Fianna Fáil's Micheál Martin warns of NI peace process 'complacency'
The leader of the opposition in the Republic of Ireland has accused the British and Irish governments of being complacent over the peace process.
Fianna Fáil's Micheál Martin said there was a "growing sense of crisis in Northern Ireland" over the last year.
The year has been marked by rows over flags, parades and a new peace centre.
Mr Martin said: "Sectarian disputes are on the rise and public faith in the institutions of the Good Friday Agreement has collapsed."
He added: "The Assembly and Executive are dominated by the squabbles of the DUP and Sinn Féin as they focus on their own party interests."
The Fianna Fáil leader made the remarks as he addressed the Annual Wolfe Tone Commemoration in Bodenstown, County Kildare, on Sunday.
He told the crowd: "What has been missing is any serious engagement by either the Dublin or London governments. They have been complacent and disinterested."
Mr Martin said that the Taoiseach (Irish prime minister) Enda Kenny "needs to start giving it his attention or the consequences may be much greater than we already fear".
He warned of "escalating tensions at community level" and told the Irish coalition government: "Formal meetings and dinners aren't enough - you have to spend the time developing links and building trust."
The Fianna Fáil leader said it was "particularly damaging" that both governments had "ignored" the issue of economic development through co-operation between Northern Ireland and the Republic of Ireland.
"This is how you end up with Sinn Fein and the DUP going to Downing Street to launch a development plan for Northern Ireland which makes no mention of the Republic - and how you can have a major investment conference in Belfast with no participation by the Taoiseach.
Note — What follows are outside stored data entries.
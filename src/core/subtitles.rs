use crate::config::Config;
use crate::core::error::Result;
use crate::core::metadata::{CaptionItem, Stream};
use std::fmt::Write as _;
use std::path::Path;
use tracing::{debug, info};

/// Renders cues as SRT blocks, in the order received.
pub fn render_srt(items: &[CaptionItem]) -> String {
    let mut out = String::new();
    for item in items {
        // writing into a String cannot fail
        let _ = write!(
            out,
            "{}\n{} --> {}\n{}\n\n",
            item.id, item.from_time, item.to_time, item.text
        );
    }
    out
}

/// Fetches the JSON cue list of `stream` and writes it to `output_path` as
/// SRT. Returns the number of cues written.
pub async fn download_subtitles(
    client: &reqwest::Client,
    stream: &Stream,
    config: &Config,
    output_path: &Path,
) -> Result<usize> {
    let file = stream.subtitle_file(&config.subtitle_format)?;
    debug!("Subtitle URL: {}", file.url);

    let body = client
        .get(&file.url)
        .timeout(config.timeout())
        .send()
        .await?
        .error_for_status()?
        .bytes()
        .await?;
    let items: Vec<CaptionItem> = serde_json::from_slice(&body)?;

    tokio::fs::write(output_path, render_srt(&items)).await?;
    info!("Wrote {} subtitle cues to {}", items.len(), output_path.display());

    Ok(items.len())
}
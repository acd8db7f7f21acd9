use regex::Regex;
use std::path::PathBuf;
use std::sync::OnceLock;

fn word_regex() -> &'static Regex {
    static WORDS: OnceLock<Regex> = OnceLock::new();
    WORDS.get_or_init(|| Regex::new(r"\w+").expect("valid regex"))
}

/// Keeps the word-character runs of `title`, joined with underscores.
pub fn sanitize_filename(title: &str) -> String {
    word_regex()
        .find_iter(title)
        .map(|m| m.as_str())
        .collect::<Vec<_>>()
        .join("_")
}

/// `<title>.<ext>`, falling back to the video id when the title has no
/// word characters at all.
pub fn generate_output_filename(title: &str, video_id: u64, ext: &str) -> PathBuf {
    let stem = match sanitize_filename(title) {
        stem if stem.is_empty() => video_id.to_string(),
        stem => stem,
    };
    PathBuf::from(format!("{}.{}", stem, ext))
}

pub fn format_progress(downloaded: u64, total: u64) -> String {
    let percent = if total == 0 {
        100.0
    } else {
        downloaded as f64 / total as f64 * 100.0
    };
    format!("Progress: {}/{} bytes ({:.2}%)", downloaded, total, percent)
}

#[cfg(test)]
mod tests {
    use super::*;

    #[test]
    fn test_sanitize_filename() {
        assert_eq!(sanitize_filename("Show Name: Part 1!"), "Show_Name_Part_1");
        assert_eq!(sanitize_filename("hello/world"), "hello_world");
        assert_eq!(sanitize_filename("  spaced   out  "), "spaced_out");
        assert_eq!(sanitize_filename("snake_case stays"), "snake_case_stays");
    }

    #[test]
    fn test_sanitize_keeps_unicode_letters() {
        assert_eq!(sanitize_filename("Příběhy včelích medvídků"), "Příběhy_včelích_medvídků");
    }

    #[test]
    fn test_output_filename() {
        assert_eq!(
            generate_output_filename("Show Name: Part 1!", 12345, "mp4"),
            PathBuf::from("Show_Name_Part_1.mp4")
        );
        assert_eq!(
            generate_output_filename("Show Name: Part 1!", 12345, "srt"),
            PathBuf::from("Show_Name_Part_1.srt")
        );
        assert_eq!(generate_output_filename("?!", 12345, "mp4"), PathBuf::from("12345.mp4"));
    }

    #[test]
    fn test_format_progress() {
        assert_eq!(format_progress(0, 3), "Progress: 0/3 bytes (0.00%)");
        assert_eq!(format_progress(1, 3), "Progress: 1/3 bytes (33.33%)");
        assert_eq!(format_progress(1048576, 1048576), "Progress: 1048576/1048576 bytes (100.00%)");
        assert_eq!(format_progress(0, 0), "Progress: 0/0 bytes (100.00%)");
    }
}
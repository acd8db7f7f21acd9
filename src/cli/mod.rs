use crate::config::Config;
use crate::core::{DownloadJob, Downloader, Preselected, Prompt, QualityResolver};
use crate::extractors::IvysilaniExtractor;
use anyhow::Result;
use clap::Parser;
use std::path::PathBuf;

#[derive(Parser)]
#[command(name = "ivysilani-dl")]
#[command(about = "Download progressive video streams from iVysilani")]
#[command(version)]
pub struct Cli {
    /// URL of the video page
    #[arg(value_name = "URL")]
    pub url: String,

    /// Enable verbose output
    #[arg(short, long)]
    pub verbose: bool,

    /// Quality to download; prompts when omitted
    #[arg(short, long)]
    pub quality: Option<String>,

    /// Also download subtitles as SRT
    #[arg(long)]
    pub subtitles: bool,

    /// Output directory
    #[arg(short, long)]
    pub output: Option<PathBuf>,

    /// TOML config file
    #[arg(long, value_name = "FILE")]
    pub config: Option<PathBuf>,
}

impl Cli {
    pub fn config(&self) -> Result<Config> {
        let config = Config::load(self.config.as_deref())?;
        Ok(match &self.output {
            Some(output) => config.with_output_dir(output),
            None => config,
        })
    }

    /// Default log filter; `-v` only raises this crate to DEBUG, dependencies
    /// stay at WARN.
    pub fn log_directives(&self) -> &'static str {
        if self.verbose {
            "warn,ivysilani_dl=debug"
        } else {
            "warn,ivysilani_dl=info"
        }
    }

    pub fn resolver(&self) -> Box<dyn QualityResolver> {
        match &self.quality {
            Some(quality) => Box::new(Preselected(quality.clone())),
            None => Box::new(Prompt::stdin()),
        }
    }

    pub async fn run(&self) -> Result<()> {
        let config = self.config()?;
        let client = Downloader::build_client(&config)?;
        let extractor = IvysilaniExtractor::new(client.clone(), &config);

        let job = DownloadJob::new(&self.url)
            .with_subtitles(self.subtitles)
            .with_verbose(self.verbose);

        let mut resolver = self.resolver();
        let report = job
            .run(&config, &client, &extractor, resolver.as_mut())
            .await?;

        if let Some(subtitle_path) = &report.subtitle_path {
            println!("Subtitles: {}", subtitle_path.display());
        }
        println!(
            "Downloaded {} ({} bytes, {})",
            report.media_path.display(),
            report.media_bytes,
            report.quality
        );

        Ok(())
    }
}

#[cfg(test)]
mod tests {
    use super::*;

    #[test]
    fn test_parse_flags() {
        let cli = Cli::try_parse_from([
            "ivysilani-dl",
            "-v",
            "-q",
            "720p",
            "--subtitles",
            "https://www.example.tv/ivysilani/12345-show-name",
        ])
        .unwrap();

        assert!(cli.verbose);
        assert!(cli.subtitles);
        assert_eq!(cli.quality.as_deref(), Some("720p"));
        assert_eq!(cli.url, "https://www.example.tv/ivysilani/12345-show-name");
    }

    #[test]
    fn test_defaults() {
        let cli = Cli::try_parse_from(["ivysilani-dl", "https://www.example.tv/1"]).unwrap();
        assert!(!cli.verbose);
        assert!(!cli.subtitles);
        assert!(cli.quality.is_none());
        assert_eq!(cli.config().unwrap().output_dir, PathBuf::from("."));
    }

    #[test]
    fn test_verbose_only_raises_own_logs() {
        let quiet = Cli::try_parse_from(["ivysilani-dl", "https://www.example.tv/1"]).unwrap();
        assert_eq!(quiet.log_directives(), "warn,ivysilani_dl=info");

        let verbose =
            Cli::try_parse_from(["ivysilani-dl", "-v", "https://www.example.tv/1"]).unwrap();
        assert_eq!(verbose.log_directives(), "warn,ivysilani_dl=debug");
        assert!(tracing_subscriber::EnvFilter::try_new(verbose.log_directives()).is_ok());
    }

    #[test]
    fn test_url_required() {
        assert!(Cli::try_parse_from(["ivysilani-dl", "-v"]).is_err());
    }

    #[test]
    fn test_output_overrides_config() {
        let cli = Cli::try_parse_from(["ivysilani-dl", "-o", "videos", "https://www.example.tv/1"])
            .unwrap();
        assert_eq!(cli.config().unwrap().output_dir, PathBuf::from("videos"));
    }
}
pub mod ivysilani;

pub use ivysilani::{extract_video_id, IvysilaniExtractor};
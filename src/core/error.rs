use thiserror::Error;

pub type Result<T> = std::result::Result<T, DownloadError>;

#[derive(Debug, Error)]
pub enum DownloadError {
    #[error("Could not extract video ID from URL: {0}")]
    NoVideoId(String),

    #[error("Quality '{requested}' is not available. Available qualities: {}", .available.join(" "))]
    QualityUnavailable {
        requested: String,
        available: Vec<String>,
    },

    #[error("No quality was chosen")]
    NoQualityChosen,

    #[error("Expected exactly one stream, got {0}")]
    StreamCount(usize),

    #[error("Expected exactly one subtitle track, got {0}")]
    SubtitleTrackCount(usize),

    #[error("Expected exactly one '{format}' subtitle file, got {count}")]
    SubtitleFileCount { format: String, count: usize },

    #[error("Unexpected media content type: {}", .0.as_deref().unwrap_or("<none>"))]
    UnexpectedContentType(Option<String>),

    #[error("Could not determine content length")]
    MissingContentLength,

    #[error("Network operation timed out after {0:?}")]
    Timeout(std::time::Duration),

    #[error("Download incomplete: expected {expected} bytes, received {received}")]
    Incomplete { expected: u64, received: u64 },

    #[error(transparent)]
    Http(#[from] reqwest::Error),

    #[error(transparent)]
    Json(#[from] serde_json::Error),

    #[error(transparent)]
    Url(#[from] url::ParseError),

    #[error(transparent)]
    Io(#[from] std::io::Error),
}

impl DownloadError {
    /// Server responses that broke the API contract. These are never retried
    /// and never answered with a guessed fallback.
    pub fn is_contract_violation(&self) -> bool {
        matches!(
            self,
            DownloadError::StreamCount(_)
                | DownloadError::SubtitleTrackCount(_)
                | DownloadError::SubtitleFileCount { .. }
                | DownloadError::UnexpectedContentType(_)
                | DownloadError::MissingContentLength
                | DownloadError::Incomplete { .. }
        )
    }
}

#[cfg(test)]
mod tests {
    use super::*;

    #[test]
    fn test_quality_unavailable_lists_choices() {
        let err = DownloadError::QualityUnavailable {
            requested: "1080p".to_string(),
            available: vec!["360p".to_string(), "720p".to_string(), "audio".to_string()],
        };
        assert_eq!(
            err.to_string(),
            "Quality '1080p' is not available. Available qualities: 360p 720p audio"
        );
        assert!(!err.is_contract_violation());
    }

    #[test]
    fn test_contract_violations() {
        assert!(DownloadError::StreamCount(2).is_contract_violation());
        assert!(DownloadError::MissingContentLength.is_contract_violation());
        assert!(!DownloadError::NoVideoId("x".to_string()).is_contract_violation());
    }

    #[test]
    fn test_content_type_message() {
        assert_eq!(
            DownloadError::UnexpectedContentType(None).to_string(),
            "Unexpected media content type: <none>"
        );
    }
}
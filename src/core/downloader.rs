use crate::config::Config;
use crate::core::error::{DownloadError, Result};
use crate::utils::format_progress;
use futures::StreamExt;
use reqwest::header::{HeaderMap, CONTENT_LENGTH, CONTENT_TYPE};
use std::io::Write;
use std::path::Path;
use std::time::Duration;
use tokio::fs::File;
use tokio::io::AsyncWriteExt;
use tokio::time::timeout;
use tracing::{debug, info};

pub struct Downloader {
    client: reqwest::Client,
    chunk_size: usize,
    timeout: Duration,
    media_content_types: Vec<String>,
    pub verbose: bool,
}

impl Downloader {
    pub fn new(client: reqwest::Client, config: &Config, verbose: bool) -> Self {
        Self {
            client,
            chunk_size: config.chunk_size.max(1),
            timeout: config.timeout(),
            media_content_types: config.media_content_types.clone(),
            verbose,
        }
    }

    /// HTTP client shared by every request of a run. Only connecting is
    /// bounded here, callers bound each request or body read themselves.
    pub fn build_client(config: &Config) -> Result<reqwest::Client> {
        let client = reqwest::Client::builder()
            .user_agent(config.user_agent.as_str())
            .connect_timeout(config.timeout())
            .redirect(reqwest::redirect::Policy::limited(10))
            .build()?;
        Ok(client)
    }

    /// Streams the media at `url` into `output_path`, returning the number
    /// of bytes written. The URL must come from a metadata fetch made with
    /// the quality being downloaded.
    pub async fn download_media(&self, url: &str, output_path: &Path) -> Result<u64> {
        debug!("GET {}", url);
        let response = timeout(self.timeout, self.client.get(url).send())
            .await
            .map_err(|_| DownloadError::Timeout(self.timeout))??
            .error_for_status()?;

        let total = check_media_headers(response.headers(), &self.media_content_types)?;
        if self.verbose {
            println!("Downloading to: {} ({} bytes)", output_path.display(), total);
        }

        self.perform_download(response, output_path, total).await
    }

    async fn perform_download(
        &self,
        response: reqwest::Response,
        output_path: &Path,
        total: u64,
    ) -> Result<u64> {
        let mut file = File::create(output_path).await?;
        let mut stream = response.bytes_stream();
        let mut block = Vec::with_capacity(self.chunk_size);
        let mut downloaded: u64 = 0;

        // bounded per read, not per transfer
        while let Some(chunk) = timeout(self.timeout, stream.next())
            .await
            .map_err(|_| DownloadError::Timeout(self.timeout))?
        {
            let bytes = chunk?;
            let mut rest = &bytes[..];
            while !rest.is_empty() {
                let take = rest.len().min(self.chunk_size - block.len());
                block.extend_from_slice(&rest[..take]);
                rest = &rest[take..];

                if block.len() == self.chunk_size {
                    downloaded += write_block(&mut file, &mut block).await?;
                    self.report(downloaded, total)?;
                }
            }
        }
        if !block.is_empty() {
            downloaded += write_block(&mut file, &mut block).await?;
            self.report(downloaded, total)?;
        }

        if self.verbose {
            println!(); // New line after progress
        }
        file.flush().await?;

        if downloaded != total {
            return Err(DownloadError::Incomplete {
                expected: total,
                received: downloaded,
            });
        }

        info!("Downloaded to: {}", output_path.display());
        Ok(downloaded)
    }

    fn report(&self, downloaded: u64, total: u64) -> Result<()> {
        if self.verbose {
            print!("\r{}", format_progress(downloaded, total));
            std::io::stdout().flush()?;
        }
        Ok(())
    }
}

async fn write_block(file: &mut File, block: &mut Vec<u8>) -> Result<u64> {
    file.write_all(block).await?;
    let written = block.len() as u64;
    block.clear();
    Ok(written)
}

/// Validates the media response headers and returns the declared length.
pub fn check_media_headers(headers: &HeaderMap, accepted: &[String]) -> Result<u64> {
    let content_type = headers
        .get(CONTENT_TYPE)
        .and_then(|v| v.to_str().ok())
        .map(|v| v.to_string());

    let mime = content_type
        .as_deref()
        .map(|v| v.split(';').next().unwrap_or_default().trim());
    if !mime.is_some_and(|m| accepted.iter().any(|a| a.eq_ignore_ascii_case(m))) {
        return Err(DownloadError::UnexpectedContentType(content_type));
    }

    headers
        .get(CONTENT_LENGTH)
        .and_then(|v| v.to_str().ok())
        .and_then(|v| v.trim().parse::<u64>().ok())
        .ok_or(DownloadError::MissingContentLength)
}
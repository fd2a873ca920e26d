//! Logging setup.
//!
//! Thin builder around `tracing-subscriber`, driven by the
//! [`LoggingConfig`] section or configured manually:
//!
//! ```rust,ignore
//! use tether_runtime::logging::LoggingBuilder;
//!
//! LoggingBuilder::new()
//!     .level(tracing::Level::DEBUG)
//!     .directive("tether_dispatch=trace")
//!     .init();
//! ```
//!
//! `RUST_LOG` always wins over configured levels, so a deployed bot can be
//! put into debug logging without touching its configuration file.

use std::ffi::OsStr;
use std::path::{Path, PathBuf};

use tracing_subscriber::prelude::*;
use tracing_subscriber::util::TryInitError;
use tracing_subscriber::{EnvFilter, fmt};

use crate::config::{LogFormat, LogOutput, LoggingConfig};

/// Initializes logging from the configuration section.
///
/// Safe to call more than once; only the first initialization wins.
pub fn init_from_config(config: &LoggingConfig) {
    let _ = LoggingBuilder::from_config(config).try_init();
}

/// Builder for the global tracing subscriber.
#[derive(Debug, Default)]
pub struct LoggingBuilder {
    level: Option<tracing::Level>,
    directives: Vec<String>,
    format: LogFormat,
    output: LogOutput,
    file_path: Option<PathBuf>,
}

impl LoggingBuilder {
    pub fn new() -> Self {
        Self::default()
    }

    /// Builder preconfigured from a [`LoggingConfig`].
    pub fn from_config(config: &LoggingConfig) -> Self {
        let mut builder = Self::new()
            .level(config.level.to_tracing_level())
            .format(config.format)
            .output(config.output);
        builder.file_path.clone_from(&config.file_path);
        for (module, level) in &config.filters {
            builder = builder.directive(&format!("{}={}", module, level.as_str()));
        }
        builder
    }

    /// Sets the base log level.
    pub fn level(mut self, level: tracing::Level) -> Self {
        self.level = Some(level);
        self
    }

    /// Adds a filter directive, e.g. `tether_dispatch=trace`.
    pub fn directive(mut self, directive: &str) -> Self {
        self.directives.push(directive.to_string());
        self
    }

    /// Sets the line format.
    pub fn format(mut self, format: LogFormat) -> Self {
        self.format = format;
        self
    }

    /// Sets the destination.
    pub fn output(mut self, output: LogOutput) -> Self {
        self.output = output;
        self
    }

    /// Sets the log file path used with [`LogOutput::File`].
    pub fn file_path(mut self, path: impl Into<PathBuf>) -> Self {
        self.file_path = Some(path.into());
        self
    }

    fn build_filter(&self) -> EnvFilter {
        let base = self
            .level
            .unwrap_or(tracing::Level::INFO)
            .to_string()
            .to_lowercase();
        let mut filter = EnvFilter::try_from_default_env().unwrap_or_else(|_| EnvFilter::new(base));
        for directive in &self.directives {
            if let Ok(parsed) = directive.parse() {
                filter = filter.add_directive(parsed);
            }
        }
        filter
    }

    /// Installs the subscriber, panicking on double initialization.
    pub fn init(self) {
        let _ = self.try_init();
    }

    /// Installs the subscriber.
    pub fn try_init(self) -> Result<(), TryInitError> {
        let filter = self.build_filter();

        macro_rules! init_with_writer {
            ($writer:expr) => {{
                let format = self.format;
                #[cfg(feature = "json-log")]
                if matches!(format, LogFormat::Json) {
                    let layer = fmt::layer().json().with_writer($writer);
                    return tracing_subscriber::registry()
                        .with(layer)
                        .with(filter)
                        .try_init();
                }
                match format {
                    LogFormat::Full => {
                        let layer = fmt::layer().with_writer($writer);
                        tracing_subscriber::registry()
                            .with(layer)
                            .with(filter)
                            .try_init()
                    }
                    LogFormat::Pretty => {
                        let layer = fmt::layer().pretty().with_writer($writer);
                        tracing_subscriber::registry()
                            .with(layer)
                            .with(filter)
                            .try_init()
                    }
                    // json without the json-log feature degrades to compact
                    _ => {
                        let layer = fmt::layer().compact().with_writer($writer);
                        tracing_subscriber::registry()
                            .with(layer)
                            .with(filter)
                            .try_init()
                    }
                }
            }};
        }

        match self.output {
            LogOutput::Stdout => init_with_writer!(std::io::stdout),
            LogOutput::Stderr => init_with_writer!(std::io::stderr),
            LogOutput::File => {
                let path = self.file_path.clone().unwrap_or_else(|| "tether.log".into());
                let appender = tracing_appender::rolling::never(
                    path.parent().unwrap_or_else(|| Path::new(".")),
                    path.file_name().unwrap_or_else(|| OsStr::new("tether.log")),
                );
                init_with_writer!(appender)
            }
        }
    }
}

#[cfg(test)]
mod tests {
    use super::*;
    use crate::config::LogLevel;
    use std::collections::HashMap;

    #[test]
    fn builder_from_config_carries_filters() {
        let config = LoggingConfig {
            level: LogLevel::Debug,
            format: LogFormat::Pretty,
            output: LogOutput::Stderr,
            file_path: None,
            filters: HashMap::from([("tether_dispatch".to_string(), LogLevel::Trace)]),
        };
        let builder = LoggingBuilder::from_config(&config);
        assert_eq!(builder.level, Some(tracing::Level::DEBUG));
        assert_eq!(builder.format, LogFormat::Pretty);
        assert_eq!(builder.directives, vec!["tether_dispatch=trace"]);
    }
}
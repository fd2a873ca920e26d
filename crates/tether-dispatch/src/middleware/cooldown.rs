//! The cooldown check middleware.
//!
//! Slash commands may declare a minimum delay between invocations per
//! user. The bookkeeping is delegated to a [`CooldownStore`] keyed by
//! user and definition; the in-memory default suffices for a single
//! process, while applications with several shards can plug in a shared
//! store.

use std::collections::HashMap;
use std::sync::Arc;
use std::time::{Duration, Instant};

use async_trait::async_trait;
use parking_lot::Mutex;
use tracing::debug;

use tether_core::definition::DefinitionId;
use tether_core::interactions::InteractionDefinition;

use super::Middleware;
use crate::context::InvocationContext;
use crate::messages::ErrorMessageFactory;

/// Result of a cooldown check.
#[derive(Debug, Clone, Copy, PartialEq, Eq)]
pub enum CooldownOutcome {
    /// No active cooldown; a new one has been started.
    Ready,
    /// A cooldown is active for the given remaining duration.
    Active(Duration),
}

/// Tracks the last invocation time per user and definition.
pub trait CooldownStore: Send + Sync {
    /// Checks (and on success refreshes) the cooldown entry.
    fn check(&self, user: u64, definition: &DefinitionId, delay: Duration) -> CooldownOutcome;
}

/// Process-local cooldown store.
#[derive(Default)]
pub struct InMemoryCooldowns {
    entries: Mutex<HashMap<(u64, DefinitionId), Instant>>,
}

impl InMemoryCooldowns {
    pub fn new() -> Self {
        Self::default()
    }
}

impl CooldownStore for InMemoryCooldowns {
    fn check(&self, user: u64, definition: &DefinitionId, delay: Duration) -> CooldownOutcome {
        let mut entries = self.entries.lock();
        let key = (user, definition.clone());
        if let Some(started) = entries.get(&key) {
            let elapsed = started.elapsed();
            if elapsed < delay {
                return CooldownOutcome::Active(delay - elapsed);
            }
        }
        entries.insert(key, Instant::now());
        CooldownOutcome::Ready
    }
}

/// Built-in middleware enforcing slash command cooldowns.
pub struct CooldownMiddleware {
    store: Arc<dyn CooldownStore>,
    messages: Arc<dyn ErrorMessageFactory>,
}

impl CooldownMiddleware {
    pub fn new(store: Arc<dyn CooldownStore>, messages: Arc<dyn ErrorMessageFactory>) -> Self {
        Self { store, messages }
    }
}

#[async_trait]
impl Middleware for CooldownMiddleware {
    async fn call(&self, ctx: &mut InvocationContext) {
        let InteractionDefinition::SlashCommand(command) = &**ctx.definition() else {
            return;
        };
        let Some(delay) = command.cooldown.filter(|delay| !delay.is_zero()) else {
            return;
        };

        let user = ctx.event().user().id;
        match self.store.check(user, &command.base.id, delay) {
            CooldownOutcome::Ready => {}
            CooldownOutcome::Active(remaining) => {
                debug!(remaining_ms = remaining.as_millis() as u64, "Command on cooldown");
                let reply = self.messages.cooldown(remaining);
                ctx.cancel(reply);
            }
        }
    }

    fn name(&self) -> &str {
        "cooldown"
    }
}

#[cfg(test)]
mod tests {
    use super::*;

    #[test]
    fn in_memory_store_tracks_per_user_and_definition() {
        let store = InMemoryCooldowns::new();
        let id = DefinitionId::new("GreetCmd", "greet");
        let delay = Duration::from_secs(60);

        assert_eq!(store.check(1, &id, delay), CooldownOutcome::Ready);
        assert!(matches!(
            store.check(1, &id, delay),
            CooldownOutcome::Active(_)
        ));
        // different user and different definition are unaffected
        assert_eq!(store.check(2, &id, delay), CooldownOutcome::Ready);
        let other = DefinitionId::new("GreetCmd", "other");
        assert_eq!(store.check(1, &other, delay), CooldownOutcome::Ready);
    }

    #[test]
    fn elapsed_cooldown_is_ready_again() {
        let store = InMemoryCooldowns::new();
        let id = DefinitionId::new("GreetCmd", "greet");
        assert_eq!(
            store.check(1, &id, Duration::ZERO),
            CooldownOutcome::Ready
        );
        assert_eq!(
            store.check(1, &id, Duration::ZERO),
            CooldownOutcome::Ready
        );
    }
}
"Worst of all it is how vital north-south infrastructure projects such as the Narrow Water bridge are being abandoned because of a lack of commitment from the governments."
The cross-border bridge project, that would link the town of Warrenpoint in County Down to Omeath village in County Louth, was put on hold in July due to funding concerns.
Mr Martin said that he intends to launch "a specific initiative by Fianna Fáil to identify and promote new areas of co-operation" over the coming months but did not reveal details of his plan.
An Irish government spokesman said: "The government remains fully committed to the Northern Ireland peace process, and continues to pay very close attention to Northern Ireland issues, including north-south co-operation.
"This includes close engagement by the Taoiseach, Tanaiste (deputy prime minister), ministers and officials across a wide range of levels, including with the British government and the Northern Ireland Executive and more broadly at political, community and business levels.
"Micheál Martin's comments do not stand up to any objective analysis."
Mr Martin is a former minister who led a number of government departments including the Irish Department of Foreign Affairs.
He was elected leader of Fianna Fáil in January 2011.